_WORK REQUIRED_
This exercise asks for the records to be retyped exactly as they read.

_LISTED ENTRIES_
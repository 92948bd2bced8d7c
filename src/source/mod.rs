//! Source-record providers.
//!
//! A `SourceProvider` returns the batch of records a run dispatches. The
//! pipeline treats the batch as opaque and already filtered.

use std::path::PathBuf;
use std::sync::Arc;

use async_trait::async_trait;
use chrono::{Duration, Utc};
use serde::Deserialize;

use crate::message::SourceRecord;

mod file;
mod http;
mod week;

pub use file::FileSourceProvider;
pub use http::HttpSourceProvider;
pub use week::{week_label, week_start};

/// Result type for source operations.
pub type Result<T> = std::result::Result<T, SourceError>;

/// Errors raised while retrieving source records.
#[derive(Debug, thiserror::Error)]
pub enum SourceError {
    #[error("HTTP request failed: {0}")]
    Http(#[from] reqwest::Error),

    #[error("Failed to read records: {0}")]
    Io(#[from] std::io::Error),

    #[error("Failed to decode records: {0}")]
    Decode(#[from] serde_json::Error),

    #[error("Page did not contain embedded post data")]
    MissingData,

    #[error("Source configuration error: {0}")]
    Config(String),
}

/// Supplies the batch of records for one run.
#[async_trait]
pub trait SourceProvider: Send + Sync {
    async fn fetch_current_batch(&self) -> Result<Vec<SourceRecord>>;
}

/// Default community page the HTTP provider reads.
pub const DEFAULT_BASE_URL: &str = "https://techcommunity.microsoft.com/category/azure-ai-foundry";

/// Source provider configuration.
#[derive(Debug, Clone, PartialEq, Deserialize)]
#[serde(default)]
pub struct SourceConfig {
    /// Page to scrape for records.
    pub base_url: String,
    /// Maximum number of records per batch.
    pub page_size: usize,
    /// HTTP request timeout in seconds.
    pub timeout_secs: u64,
    /// Read records from this JSON file instead of over HTTP.
    pub records_file: Option<PathBuf>,
}

impl Default for SourceConfig {
    fn default() -> Self {
        Self {
            base_url: DEFAULT_BASE_URL.to_string(),
            page_size: 50,
            timeout_secs: 30,
            records_file: None,
        }
    }
}

/// Build the provider selected by configuration.
pub fn init_source_provider(config: &SourceConfig) -> Result<Arc<dyn SourceProvider>> {
    match &config.records_file {
        Some(path) => Ok(Arc::new(FileSourceProvider::new(path.clone()))),
        None => Ok(Arc::new(HttpSourceProvider::new(config.clone())?)),
    }
}

/// Built-in batch used when the live source cannot be read.
pub fn sample_batch() -> Vec<SourceRecord> {
    let now = Utc::now();
    vec![
        SourceRecord {
            title: "Sample: Azure AI Foundry release".to_string(),
            url: "https://techcommunity.microsoft.com/sample1".to_string(),
            published_at: now - Duration::days(1),
            body: "Great release week with new features".to_string(),
            author: Some("azure-team".to_string()),
        },
        SourceRecord {
            title: "Sample: Troubleshooting prompt flow".to_string(),
            url: "https://techcommunity.microsoft.com/sample2".to_string(),
            published_at: now - Duration::days(2),
            body: "Encountered an issue configuring prompt flow. Need help!".to_string(),
            author: Some("community-member".to_string()),
        },
    ]
}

_SOLUTION TO THIS TASK_
repository 92948bd2bced8d7c
filename src/source/mod.rs
//! Source-record providers.
//!
//! A `SourceProvider` returns the batch of records a run dispatches. The
//! pipeline treats the batch as opaque and already filtered.

use std::path::PathBuf;
use std::sync::Arc;

use async_trait::async_trait;
use chrono::{Duration, Utc};
use serde::Deserialize;

use crate::message::SourceRecord;

mod file;
mod http;
mod week;

pub use file::FileSourceProvider;
pub use http::HttpSourceProvider;
pub use week::{week_label, week_start};

/// Result type for source operations.
pub type Result<T> = std::result::Result<T, SourceError>;

/// Errors raised while retrieving source records.
#[derive(Debug, thiserror::Error)]
pub enum SourceError {
    #[error("HTTP request failed: {0}")]
    Http(#[from] reqwest::Error),

    #[error("Failed to read records: {0}")]
    Io(#[from] std::io::Error),

    #[error("Failed to decode records: {0}")]
    Decode(#[from] serde_json::Error),

    #[error("Page did not contain embedded post data")]
    MissingData,

    #[error("Source configuration error: {0}")]
    Config(String),
}

/// Supplies the batch of records for one run.
#[async_trait]
pub trait SourceProvider: Send + Sync {
    async fn fetch_current_batch(&self) -> Result<Vec<SourceRecord>>;
}

/// Default community page the HTTP provider reads.
pub const DEFAULT_BASE_URL: &str = "https://techcommunity.microsoft.com/category/azure-ai-foundry";

/// Source provider configuration.
#[derive(Debug, Clone, PartialEq, Deserialize)]
#[serde(default)]
pub struct SourceConfig {
    /// Page to scrape for records.
    pub base_url: String,
    /// Maximum number of records per batch.
    pub page_size: usize,
    /// HTTP request timeout in seconds.
    pub timeout_secs: u64,
    /// Read records from this JSON file instead of over HTTP.
    pub records_file: Option<PathBuf>,
}

impl Default for SourceConfig {
    fn default() -> Self {
        Self {
            base_url: DEFAULT_BASE_URL.to_string(),
            page_size: 50,
            timeout_secs: 30,
            records_file: None,
        }
    }
}

/// Build the provider selected by configuration.
pub fn init_source_provider(config: &SourceConfig) -> Result<Arc<dyn SourceProvider>> {
    match &config.records_file {
        Some(path) => Ok(Arc::new(FileSourceProvider::new(path.clone()))),
        None => Ok(Arc::new(HttpSourceProvider::new(config.clone())?)),
    }
}

/// Built-in batch used when the live source cannot be read.
pub fn sample_batch() -> Vec<SourceRecord> {
    let now = Utc::now();
    vec![
        SourceRecord {
            title: "Sample: Azure AI Foundry release".to_string(),
            url: "https://techcommunity.microsoft.com/sample1".to_string(),
            published_at: now - Duration::days(1),
            body: "Great release week with new features".to_string(),
            author: Some("azure-team".to_string()),
        },
        SourceRecord {
            title: "Sample: Troubleshooting prompt flow".to_string(),
            url: "https://techcommunity.microsoft.com/sample2".to_string(),
            published_at: now - Duration::days(2),
            body: "Encountered an issue configuring prompt flow. Need help!".to_string(),
            author: Some("community-member".to_string()),
        },
    ]
}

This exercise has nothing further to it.